> _Data items_
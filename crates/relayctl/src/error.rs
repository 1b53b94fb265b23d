//! CLI error types with miette diagnostics.
//!
//! Maps `CoreError` and `ConfigError` into user-facing errors with
//! actionable help text and stable exit codes.

use miette::Diagnostic;
use thiserror::Error;

use relayctl_config::ConfigError;
use relayctl_core::CoreError;

pub mod exit_code {
    pub const GENERAL: i32 = 1;
    pub const USAGE: i32 = 2;
    pub const AUTH: i32 = 3;
    pub const NOT_FOUND: i32 = 4;
    pub const CONNECTION: i32 = 7;
    pub const TIMEOUT: i32 = 8;
}

#[derive(Debug, Error, Diagnostic)]
pub enum CliError {
    // ── Connection ───────────────────────────────────────────────────
    #[error("Could not connect to device at {address}")]
    #[diagnostic(
        code(relayctl::connection_failed),
        help(
            "{reason}\n\
             Check that the board is powered and on the same network.\n\
             Try: relayctl discover"
        )
    )]
    ConnectionFailed { address: String, reason: String },

    #[error("Not connected to a device")]
    #[diagnostic(
        code(relayctl::not_connected),
        help("The connection dropped before the command was sent. Retry the command.")
    )]
    NotConnected,

    #[error("No transport could carry the command")]
    #[diagnostic(
        code(relayctl::no_transport),
        help("WebSocket, MQTT and HTTP were all down. Check the board's network link.")
    )]
    NoTransport,

    #[error("No device found on the network")]
    #[diagnostic(
        code(relayctl::not_found),
        help(
            "Scanned the cached address, the mDNS name, the local subnet and the fallback list.\n\
             If you know the address, run: relayctl connect <ADDRESS>"
        )
    )]
    DeviceNotFound,

    // ── Authentication ───────────────────────────────────────────────
    #[error("Device rejected the session token")]
    #[diagnostic(
        code(relayctl::auth_failed),
        help(
            "The stored token and cached address were cleared.\n\
             Log in again with: relayctl auth login"
        )
    )]
    AuthFailed,

    // ── Device ───────────────────────────────────────────────────────
    #[error("Device error: {message}")]
    #[diagnostic(code(relayctl::device))]
    Device { message: String },

    // ── Timeout ──────────────────────────────────────────────────────
    #[error("Device did not answer within {millis}ms")]
    #[diagnostic(
        code(relayctl::timeout),
        help("Increase the timeout with --timeout or check the board's Wi-Fi signal.")
    )]
    Timeout { millis: u64 },

    // ── Validation ───────────────────────────────────────────────────
    #[error("Invalid value for {field}: {reason}")]
    #[diagnostic(code(relayctl::validation))]
    Validation { field: String, reason: String },

    #[error("'{action}' requires confirmation")]
    #[diagnostic(
        code(relayctl::confirmation_required),
        help("Use --yes (-y) to skip confirmation in non-interactive contexts.")
    )]
    NonInteractiveRequiresYes { action: String },

    // ── Configuration ────────────────────────────────────────────────
    #[error(transparent)]
    #[diagnostic(
        code(relayctl::config),
        help("Inspect the file with: relayctl config show")
    )]
    Config(#[from] ConfigError),

    // ── IO / Serialization ───────────────────────────────────────────
    #[error(transparent)]
    Io(#[from] std::io::Error),
}

impl CliError {
    /// Map this error to an exit code for process termination.
    pub fn exit_code(&self) -> i32 {
        match self {
            Self::ConnectionFailed { .. } | Self::NotConnected | Self::NoTransport => {
                exit_code::CONNECTION
            }
            Self::AuthFailed => exit_code::AUTH,
            Self::DeviceNotFound => exit_code::NOT_FOUND,
            Self::Timeout { .. } => exit_code::TIMEOUT,
            Self::Validation { .. } | Self::NonInteractiveRequiresYes { .. } => exit_code::USAGE,
            Self::Config(ConfigError::Validation { .. } | ConfigError::Figment(_)) => {
                exit_code::USAGE
            }
            _ => exit_code::GENERAL,
        }
    }
}

// ── CoreError → CliError mapping ─────────────────────────────────────

impl From<CoreError> for CliError {
    fn from(err: CoreError) -> Self {
        match err {
            CoreError::ConnectionFailed { address, reason } => {
                CliError::ConnectionFailed { address, reason }
            }
            CoreError::NotConnected => CliError::NotConnected,
            CoreError::TransportNotReady { .. } | CoreError::NoTransportAvailable => {
                CliError::NoTransport
            }
            CoreError::DeviceNotFound => CliError::DeviceNotFound,
            CoreError::Unauthorized => CliError::AuthFailed,
            CoreError::Timeout { timeout_ms } => CliError::Timeout { millis: timeout_ms },
            CoreError::InvalidAddress { address, reason } => CliError::Validation {
                field: "address".into(),
                reason: format!("'{address}': {reason}"),
            },
            CoreError::InvalidRelay { relay } => CliError::Validation {
                field: "relay".into(),
                reason: format!("'{relay}' (expected 1 or 2)"),
            },
            CoreError::Protocol { message } => CliError::Device { message },
            CoreError::Api { message, status } => CliError::Device {
                message: match status {
                    Some(s) => format!("HTTP {s}: {message}"),
                    None => message,
                },
            },
            CoreError::Config { message } => CliError::Validation {
                field: "config".into(),
                reason: message,
            },
        }
    }
}

#[cfg(test)]
mod tests {
    use super::*;

    #[test]
    fn exit_codes_follow_error_class() {
        assert_eq!(CliError::from(CoreError::Unauthorized).exit_code(), exit_code::AUTH);
        assert_eq!(CliError::from(CoreError::DeviceNotFound).exit_code(), exit_code::NOT_FOUND);
        assert_eq!(
            CliError::from(CoreError::Timeout { timeout_ms: 5000 }).exit_code(),
            exit_code::TIMEOUT
        );
        assert_eq!(
            CliError::from(CoreError::NoTransportAvailable).exit_code(),
            exit_code::CONNECTION
        );
        assert_eq!(
            CliError::from(CoreError::InvalidAddress {
                address: "a b".into(),
                reason: "whitespace".into(),
            })
            .exit_code(),
            exit_code::USAGE
        );
    }
}
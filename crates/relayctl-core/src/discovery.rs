// ── Device discovery ──
//
// Sequential probe over a prioritised candidate list: cached address,
// mDNS hostname, local /24 sweep, static fallbacks. First live candidate
// wins. At most one scan runs at a time.

use std::net::{IpAddr, Ipv4Addr, UdpSocket};
use std::sync::Arc;
use std::sync::atomic::{AtomicBool, Ordering};
use std::time::Duration;

use async_trait::async_trait;
use secrecy::SecretString;
use strum::Display;
use tracing::{debug, info, warn};

use relayctl_api::{ApiSurface, DeviceClient, RetryPolicy, TransportConfig};

use crate::cache::AddressStore;
use crate::config::DiscoveryConfig;
use crate::model::DeviceAddress;

// ── Seams ────────────────────────────────────────────────────────────

/// Liveness check for one candidate.
#[async_trait]
pub trait Prober: Send + Sync {
    /// `true` only if the candidate answered as a relay board within `timeout`.
    async fn probe(&self, candidate: &DeviceAddress, timeout: Duration) -> bool;
}

/// Source of the host's own IPv4 address.
pub trait LocalNetwork: Send + Sync {
    fn local_ipv4(&self) -> Option<Ipv4Addr>;
}

/// Asks the routing table which interface would reach a public address.
///
/// `connect` on a UDP socket only selects a route; nothing is sent.
#[derive(Debug, Default, Clone, Copy)]
pub struct SystemNetwork;

impl LocalNetwork for SystemNetwork {
    fn local_ipv4(&self) -> Option<Ipv4Addr> {
        let socket = UdpSocket::bind((Ipv4Addr::UNSPECIFIED, 0)).ok()?;
        socket.connect((Ipv4Addr::new(192, 0, 2, 1), 80)).ok()?;
        match socket.local_addr().ok()?.ip() {
            IpAddr::V4(ip) if !ip.is_unspecified() && !ip.is_loopback() => Some(ip),
            _ => None,
        }
    }
}

/// HTTP prober against the device's discovery (or legacy status) endpoint.
#[derive(Debug, Clone)]
pub struct HttpProber {
    surface: ApiSurface,
    token: Option<SecretString>,
    marker: String,
}

impl HttpProber {
    pub fn new(surface: ApiSurface, token: Option<SecretString>, marker: impl Into<String>) -> Self {
        Self {
            surface,
            token,
            marker: marker.into(),
        }
    }
}

#[async_trait]
impl Prober for HttpProber {
    async fn probe(&self, candidate: &DeviceAddress, timeout: Duration) -> bool {
        let Ok(base_url) = candidate.base_url() else {
            return false;
        };
        let transport = TransportConfig {
            timeout,
            token: self.token.clone(),
        };
        let client = match DeviceClient::new(base_url, self.surface, &transport, RetryPolicy::none()) {
            Ok(c) => c,
            Err(e) => {
                debug!(candidate = %candidate, error = %e, "cannot build probe client");
                return false;
            }
        };
        match client.probe(&self.marker).await {
            Ok(live) => live,
            Err(e) => {
                debug!(candidate = %candidate, error = %e, "probe failed");
                false
            }
        }
    }
}

// ── Candidate plan ───────────────────────────────────────────────────

#[derive(Debug, Clone, Copy, PartialEq, Eq, Display)]
#[strum(serialize_all = "lowercase")]
pub enum Stage {
    Cache,
    Mdns,
    Subnet,
    Static,
}

#[derive(Debug, Clone, PartialEq, Eq)]
pub struct Candidate {
    pub stage: Stage,
    pub address: DeviceAddress,
    pub timeout: Duration,
}

/// Host suffixes swept in the local /24, in probe order.
pub fn subnet_suffixes() -> impl Iterator<Item = u8> {
    (1..=20).chain(100..=119).chain(200..=254)
}

// ── Discovery ────────────────────────────────────────────────────────

pub struct Discovery {
    config: DiscoveryConfig,
    prober: Arc<dyn Prober>,
    network: Arc<dyn LocalNetwork>,
    cache: Arc<dyn AddressStore>,
    scanning: AtomicBool,
}

impl Discovery {
    pub fn new(
        config: DiscoveryConfig,
        prober: Arc<dyn Prober>,
        network: Arc<dyn LocalNetwork>,
        cache: Arc<dyn AddressStore>,
    ) -> Self {
        Self {
            config,
            prober,
            network,
            cache,
            scanning: AtomicBool::new(false),
        }
    }

    pub fn is_scanning(&self) -> bool {
        self.scanning.load(Ordering::Acquire)
    }

    /// Every candidate the next scan would try, in order.
    pub fn candidates(&self) -> Vec<Candidate> {
        let cfg = &self.config;
        let mut plan = Vec::new();

        if let Some(cached) = self.cache.load() {
            plan.push(Candidate {
                stage: Stage::Cache,
                address: cached.address,
                timeout: cfg.cache_timeout,
            });
        }

        if !cfg.mdns_host.is_empty() {
            match cfg.mdns_host.parse() {
                Ok(address) => plan.push(Candidate {
                    stage: Stage::Mdns,
                    address,
                    timeout: cfg.mdns_timeout,
                }),
                Err(e) => warn!(host = %cfg.mdns_host, error = %e, "ignoring invalid mDNS host"),
            }
        }

        if cfg.subnet_sweep {
            if let Some(local) = self.network.local_ipv4() {
                let [a, b, c, _] = local.octets();
                debug!(local = %local, "sweeping {a}.{b}.{c}.0/24");
                plan.extend(subnet_suffixes().filter_map(|d| {
                    Ipv4Addr::new(a, b, c, d)
                        .to_string()
                        .parse()
                        .ok()
                        .map(|address| Candidate {
                            stage: Stage::Subnet,
                            address,
                            timeout: cfg.subnet_timeout,
                        })
                }));
            } else {
                debug!("local IPv4 unknown, skipping subnet sweep");
            }
        }

        plan.extend(cfg.static_candidates.iter().map(|address| Candidate {
            stage: Stage::Static,
            address: address.clone(),
            timeout: cfg.static_timeout,
        }));

        plan
    }

    /// Probe candidates one at a time; return the first live one.
    ///
    /// Returns `None` at once if another scan is in flight. A hit is
    /// written to the address cache.
    pub async fn resolve(&self) -> Option<DeviceAddress> {
        let Some(_guard) = ScanGuard::acquire(&self.scanning) else {
            debug!("discovery already running");
            return None;
        };

        info!("Scanning for device");
        let mut stage = None;
        for candidate in self.candidates() {
            if stage != Some(candidate.stage) {
                stage = Some(candidate.stage);
                debug!(stage = %candidate.stage, "discovery stage");
            }

            let live = tokio::time::timeout(
                candidate.timeout,
                self.prober.probe(&candidate.address, candidate.timeout),
            )
            .await
            .unwrap_or(false);

            if live {
                info!(address = %candidate.address, stage = %candidate.stage, "Device found");
                if let Err(e) = self.cache.save(&candidate.address) {
                    warn!(error = %e, "could not persist device address");
                }
                return Some(candidate.address);
            }
        }

        info!("No device found");
        None
    }
}

/// Holds the scan flag for the lifetime of one scan.
struct ScanGuard<'a>(&'a AtomicBool);

impl<'a> ScanGuard<'a> {
    fn acquire(flag: &'a AtomicBool) -> Option<Self> {
        flag.compare_exchange(false, true, Ordering::AcqRel, Ordering::Acquire)
            .ok()
            .map(|_| Self(flag))
    }
}

impl Drop for ScanGuard<'_> {
    fn drop(&mut self) {
        self.0.store(false, Ordering::Release);
    }
}

#[cfg(test)]
mod tests {
    use super::*;

    #[test]
    fn suffix_order() {
        let suffixes: Vec<u8> = subnet_suffixes().collect();
        assert_eq!(suffixes.len(), 20 + 20 + 55);
        assert_eq!(suffixes[0], 1);
        assert_eq!(suffixes[19], 20);
        assert_eq!(suffixes[20], 100);
        assert_eq!(suffixes[39], 119);
        assert_eq!(suffixes[40], 200);
        assert_eq!(suffixes.last(), Some(&254));
    }

    #[test]
    fn guard_is_exclusive() {
        let flag = AtomicBool::new(false);
        let first = ScanGuard::acquire(&flag);
        assert!(first.is_some());
        assert!(ScanGuard::acquire(&flag).is_none());
        drop(first);
        assert!(ScanGuard::acquire(&flag).is_some());
    }
}
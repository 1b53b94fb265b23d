//! Clap derive structures for the `relayctl` CLI.

use std::path::PathBuf;

use clap::{Args, Parser, Subcommand, ValueEnum};

// ── Top-Level CLI ────────────────────────────────────────────────────

/// relayctl -- drive a dual-relay ESP32 board from the command line
#[derive(Debug, Parser)]
#[command(
    name = "relayctl",
    version,
    about = "Control and monitor a dual-relay ESP32 board",
    long_about = "Finds the board on the local network, switches its two relays, and\n\
        checks that each relay's feedback contact agrees with its output.\n\n\
        Commands go over WebSocket, then MQTT, then HTTP, whichever is up first.",
    propagate_version = true,
    subcommand_required = true,
    arg_required_else_help = true
)]
pub struct Cli {
    #[command(flatten)]
    pub global: GlobalOpts,

    #[command(subcommand)]
    pub command: Command,
}

// ── Global Options ───────────────────────────────────────────────────

#[derive(Debug, Args)]
pub struct GlobalOpts {
    /// Device address (host or IP, optional :port); skips discovery
    #[arg(long, short = 'a', env = "RELAYCTL_ADDRESS", global = true)]
    pub address: Option<String>,

    /// Config file path
    #[arg(long, env = "RELAYCTL_CONFIG", global = true)]
    pub config: Option<PathBuf>,

    /// Output format
    #[arg(
        long,
        short = 'o',
        env = "RELAYCTL_OUTPUT",
        default_value = "table",
        global = true
    )]
    pub output: OutputFormat,

    /// When to use color output
    #[arg(long, default_value = "auto", global = true)]
    pub color: ColorMode,

    /// Increase verbosity (-v, -vv, -vvv)
    #[arg(long, short = 'v', action = clap::ArgAction::Count, global = true)]
    pub verbose: u8,

    /// Suppress non-error output
    #[arg(long, short = 'q', global = true)]
    pub quiet: bool,

    /// Skip confirmation prompts
    #[arg(long, short = 'y', global = true)]
    pub yes: bool,

    /// HTTP request timeout in milliseconds
    #[arg(long, env = "RELAYCTL_TIMEOUT", global = true)]
    pub timeout: Option<u64>,

    /// Never open the WebSocket channel
    #[arg(long, global = true)]
    pub no_websocket: bool,

    /// Never open the MQTT channel
    #[arg(long, global = true)]
    pub no_mqtt: bool,

    /// Talk to legacy firmware (`/status`, `/control`, bearer token)
    #[arg(long, global = true)]
    pub legacy: bool,
}

// ── Output & Color Enums ─────────────────────────────────────────────

#[derive(Debug, Clone, ValueEnum)]
pub enum OutputFormat {
    /// Pretty table (default, interactive)
    Table,
    /// Pretty-printed JSON
    Json,
    /// Compact single-line JSON
    JsonCompact,
    /// YAML
    Yaml,
    /// Plain text, one value per line (scripting)
    Plain,
}

#[derive(Debug, Clone, ValueEnum)]
pub enum ColorMode {
    /// Auto-detect (color if terminal is interactive)
    Auto,
    /// Always emit color codes
    Always,
    /// Never emit color codes
    Never,
}

// ── Top-Level Command Enum ───────────────────────────────────────────

#[derive(Debug, Subcommand)]
pub enum Command {
    /// Scan the network for the board and remember its address
    #[command(alias = "scan")]
    Discover,

    /// Connect to a board at a known address and remember it
    Connect(ConnectArgs),

    /// Forget the remembered address and all learned state
    Forget,

    /// Show relay, feedback and link state
    #[command(alias = "st")]
    Status,

    /// Switch a relay on or off
    #[command(alias = "r")]
    Relay(RelayArgs),

    /// Compare each relay's output with its feedback contact
    #[command(alias = "diag")]
    Diagnostic,

    /// Stream live state changes until interrupted
    Watch(WatchArgs),

    /// Show the error log (feedback mismatches, device errors)
    Log(LogArgs),

    /// Manage CLI configuration
    Config(ConfigArgs),

    /// Manage the legacy firmware's bearer token
    Auth(AuthArgs),

    /// Generate shell completions
    Completions(CompletionsArgs),
}

// ── Device commands ──────────────────────────────────────────────────

#[derive(Debug, Args)]
pub struct ConnectArgs {
    /// Device address, e.g. 192.168.1.100 or esp32s3.local
    pub address: String,
}

#[derive(Debug, Clone, Copy, PartialEq, Eq, ValueEnum)]
pub enum Switch {
    On,
    Off,
}

impl Switch {
    pub fn is_on(self) -> bool {
        self == Self::On
    }
}

#[derive(Debug, Args)]
pub struct RelayArgs {
    /// Relay number
    #[arg(value_parser = clap::value_parser!(u8).range(1..=2))]
    pub relay: u8,

    /// Target state
    pub state: Switch,

    /// Wait for a WebSocket or MQTT link before sending
    #[arg(long)]
    pub realtime: bool,
}

#[derive(Debug, Args)]
pub struct WatchArgs {
    /// Stop after this many seconds
    #[arg(long)]
    pub duration: Option<u64>,

    /// Poll over HTTP only, no push channels
    #[arg(long)]
    pub poll_only: bool,
}

#[derive(Debug, Args)]
pub struct LogArgs {
    /// Run a diagnostic first so current mismatches are included
    #[arg(long)]
    pub diagnose: bool,
}

// ── Config ───────────────────────────────────────────────────────────

#[derive(Debug, Args)]
pub struct ConfigArgs {
    #[command(subcommand)]
    pub command: ConfigCommand,
}

#[derive(Debug, Subcommand)]
pub enum ConfigCommand {
    /// Interactive configuration wizard
    Init,

    /// Show the effective configuration (token redacted)
    Show,

    /// Print the config file path
    Path,
}

// ── Auth ─────────────────────────────────────────────────────────────

#[derive(Debug, Args)]
pub struct AuthArgs {
    #[command(subcommand)]
    pub command: AuthCommand,
}

#[derive(Debug, Subcommand)]
pub enum AuthCommand {
    /// Store a bearer token in the system keyring
    Login {
        /// Read the token from stdin instead of prompting
        #[arg(long)]
        stdin: bool,
    },

    /// Remove the stored bearer token
    Logout,
}

// ── Completions ──────────────────────────────────────────────────────

#[derive(Debug, Args)]
pub struct CompletionsArgs {
    /// Shell to generate completions for
    pub shell: clap_complete::Shell,
}
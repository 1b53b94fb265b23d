// Persistent "last known device" storage seam.
//
// The file-backed implementation lives in relayctl-config; the core only
// needs load/store/clear. Consecutive failed connects are counted on the
// entry itself so the count survives process restarts.

use std::sync::{Mutex, PoisonError};

use chrono::{DateTime, Utc};
use serde::{Deserialize, Serialize};

use crate::error::CoreError;
use crate::model::DeviceAddress;

/// Failed connects in a row after which a remembered address is dropped.
pub const FORGET_AFTER_FAILURES: u32 = 3;

/// A remembered device address.
#[derive(Debug, Clone, PartialEq, Eq, Serialize, Deserialize)]
pub struct CachedAddress {
    pub address: DeviceAddress,
    pub last_connected: DateTime<Utc>,
    /// Consecutive failed connects since the last success.
    #[serde(default)]
    pub failures: u32,
}

impl CachedAddress {
    pub fn new(address: DeviceAddress) -> Self {
        Self {
            address,
            last_connected: Utc::now(),
            failures: 0,
        }
    }
}

/// Where the last resolved address is kept between runs.
pub trait AddressStore: Send + Sync {
    fn load(&self) -> Option<CachedAddress>;
    fn store(&self, entry: &CachedAddress) -> Result<(), CoreError>;
    fn clear(&self) -> Result<(), CoreError>;

    /// Remember `address` as freshly reachable.
    fn save(&self, address: &DeviceAddress) -> Result<(), CoreError> {
        self.store(&CachedAddress::new(address.clone()))
    }

    /// Count a failed connect against `address`.
    ///
    /// Only the remembered address is counted. Returns `true` once the
    /// entry reaches [`FORGET_AFTER_FAILURES`] and has been cleared.
    fn record_failure(&self, address: &DeviceAddress) -> Result<bool, CoreError> {
        let Some(mut entry) = self.load() else {
            return Ok(false);
        };
        if entry.address != *address {
            return Ok(false);
        }
        entry.failures = entry.failures.saturating_add(1);
        if entry.failures >= FORGET_AFTER_FAILURES {
            self.clear()?;
            return Ok(true);
        }
        self.store(&entry)?;
        Ok(false)
    }
}

/// In-process store, for tests and one-shot use.
#[derive(Debug, Default)]
pub struct MemoryAddressStore {
    slot: Mutex<Option<CachedAddress>>,
}

impl MemoryAddressStore {
    pub fn new() -> Self {
        Self::default()
    }

    pub fn with_address(address: DeviceAddress) -> Self {
        Self {
            slot: Mutex::new(Some(CachedAddress::new(address))),
        }
    }
}

impl AddressStore for MemoryAddressStore {
    fn load(&self) -> Option<CachedAddress> {
        self.slot
            .lock()
            .unwrap_or_else(PoisonError::into_inner)
            .clone()
    }

    fn store(&self, entry: &CachedAddress) -> Result<(), CoreError> {
        *self.slot.lock().unwrap_or_else(PoisonError::into_inner) = Some(entry.clone());
        Ok(())
    }

    fn clear(&self) -> Result<(), CoreError> {
        *self.slot.lock().unwrap_or_else(PoisonError::into_inner) = None;
        Ok(())
    }
}
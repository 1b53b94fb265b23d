// HTTP request/response transport.
//
// Ready whenever an address is set. Inbound state comes from `poll()`,
// which the controller drives on a fixed interval, and from the status
// re-fetch that follows every command. Legacy firmware also echoes relay
// feedback in the control reply; that is applied ahead of the re-fetch.

use std::sync::Arc;
use std::time::Duration;

use arc_swap::ArcSwapOption;
use async_trait::async_trait;
use chrono::Utc;
use secrecy::SecretString;
use tokio::sync::{broadcast, watch};
use tokio_util::sync::CancellationToken;
use tracing::{debug, warn};

use relayctl_api::models::DeviceStatus;
use relayctl_api::{ApiSurface, DeviceClient, RetryPolicy, TransportConfig};

use super::{Transport, UPDATE_CHANNEL_CAPACITY};
use crate::error::CoreError;
use crate::model::{DeviceAddress, DiagnosticReport, DiagnosticSource, LinkStatus, RelayId, TransportKind};
use crate::store::StateUpdate;

pub struct HttpTransport {
    surface: ApiSurface,
    transport: TransportConfig,
    retry: RetryPolicy,
    client: ArcSwapOption<DeviceClient>,
    link_tx: watch::Sender<LinkStatus>,
    update_tx: broadcast::Sender<StateUpdate>,
}

impl HttpTransport {
    pub fn new(
        surface: ApiSurface,
        timeout: Duration,
        token: Option<SecretString>,
        retry: RetryPolicy,
    ) -> Self {
        let (link_tx, _) = watch::channel(LinkStatus::Disconnected);
        let (update_tx, _) = broadcast::channel(UPDATE_CHANNEL_CAPACITY);
        Self {
            surface,
            transport: TransportConfig { timeout, token },
            retry,
            client: ArcSwapOption::empty(),
            link_tx,
            update_tx,
        }
    }

    fn client(&self) -> Result<Arc<DeviceClient>, CoreError> {
        self.client.load_full().ok_or(CoreError::NotConnected)
    }

    fn set_link(&self, status: LinkStatus) {
        self.link_tx.send_if_modified(|s| {
            let changed = *s != status;
            *s = status;
            changed
        });
    }

    /// Fetch status once and publish it as a snapshot.
    ///
    /// A failure marks the HTTP link down; success marks it up.
    pub async fn poll(&self) -> Result<DeviceStatus, CoreError> {
        let client = self.client()?;
        match client.status().await {
            Ok(status) => {
                self.set_link(LinkStatus::Connected);
                let _ = self.update_tx.send(StateUpdate::Snapshot(status.clone()));
                Ok(status)
            }
            Err(e) => {
                self.set_link(LinkStatus::Disconnected);
                Err(e.into())
            }
        }
    }

    /// Ask the device to compare its outputs against feedback.
    pub async fn diagnostic(&self) -> Result<DiagnosticReport, CoreError> {
        let client = self.client()?;
        let diag = client.diagnostic().await?;
        Ok(DiagnosticReport {
            relay1: diag.relay1.into(),
            relay2: diag.relay2.into(),
            source: DiagnosticSource::Device,
            taken_at: Utc::now(),
        })
    }
}

#[async_trait]
impl Transport for HttpTransport {
    fn kind(&self) -> TransportKind {
        TransportKind::Http
    }

    fn link(&self) -> watch::Receiver<LinkStatus> {
        self.link_tx.subscribe()
    }

    fn is_ready(&self) -> bool {
        self.client.load().is_some()
    }

    async fn connect(&self, address: &DeviceAddress, _cancel: &CancellationToken) -> Result<(), CoreError> {
        let client = DeviceClient::new(address.base_url()?, self.surface, &self.transport, self.retry)?;
        self.client.store(Some(Arc::new(client)));
        self.set_link(LinkStatus::Connecting);
        debug!(address = %address, "HTTP transport bound");
        self.poll().await.map(|_| ())
    }

    async fn disconnect(&self) {
        self.client.store(None);
        self.set_link(LinkStatus::Disconnected);
    }

    async fn send_control(&self, relay: RelayId, on: bool) -> Result<bool, CoreError> {
        let client = self.client()?;
        let ack = match client.control(relay.index(), on).await {
            Ok(ack) => ack,
            Err(e) => {
                self.set_link(LinkStatus::Disconnected);
                return Err(e.into());
            }
        };
        self.set_link(LinkStatus::Connected);

        if let Some(frame) = ack.feedback_frame() {
            debug!(relay = relay.index(), "applying feedback from control ack");
            let _ = self.update_tx.send(StateUpdate::Frame(frame));
        }
        if let Err(e) = self.poll().await {
            warn!(error = %e, "status re-fetch after command failed");
        }
        Ok(ack.success)
    }

    fn subscribe(&self) -> broadcast::Receiver<StateUpdate> {
        self.update_tx.subscribe()
    }
}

> _Prompt_
Find all lines in the records that hold the word "plan". Copy them.

> _Task output_
// ── Candidate plan ───────────────────────────────────────────────────
        let mut plan = Vec::new();
            plan.push(Candidate {
                Ok(address) => plan.push(Candidate {
                plan.extend(subnet_suffixes().filter_map(|d| {
        plan.extend(cfg.static_candidates.iter().map(|address| Candidate {
        plan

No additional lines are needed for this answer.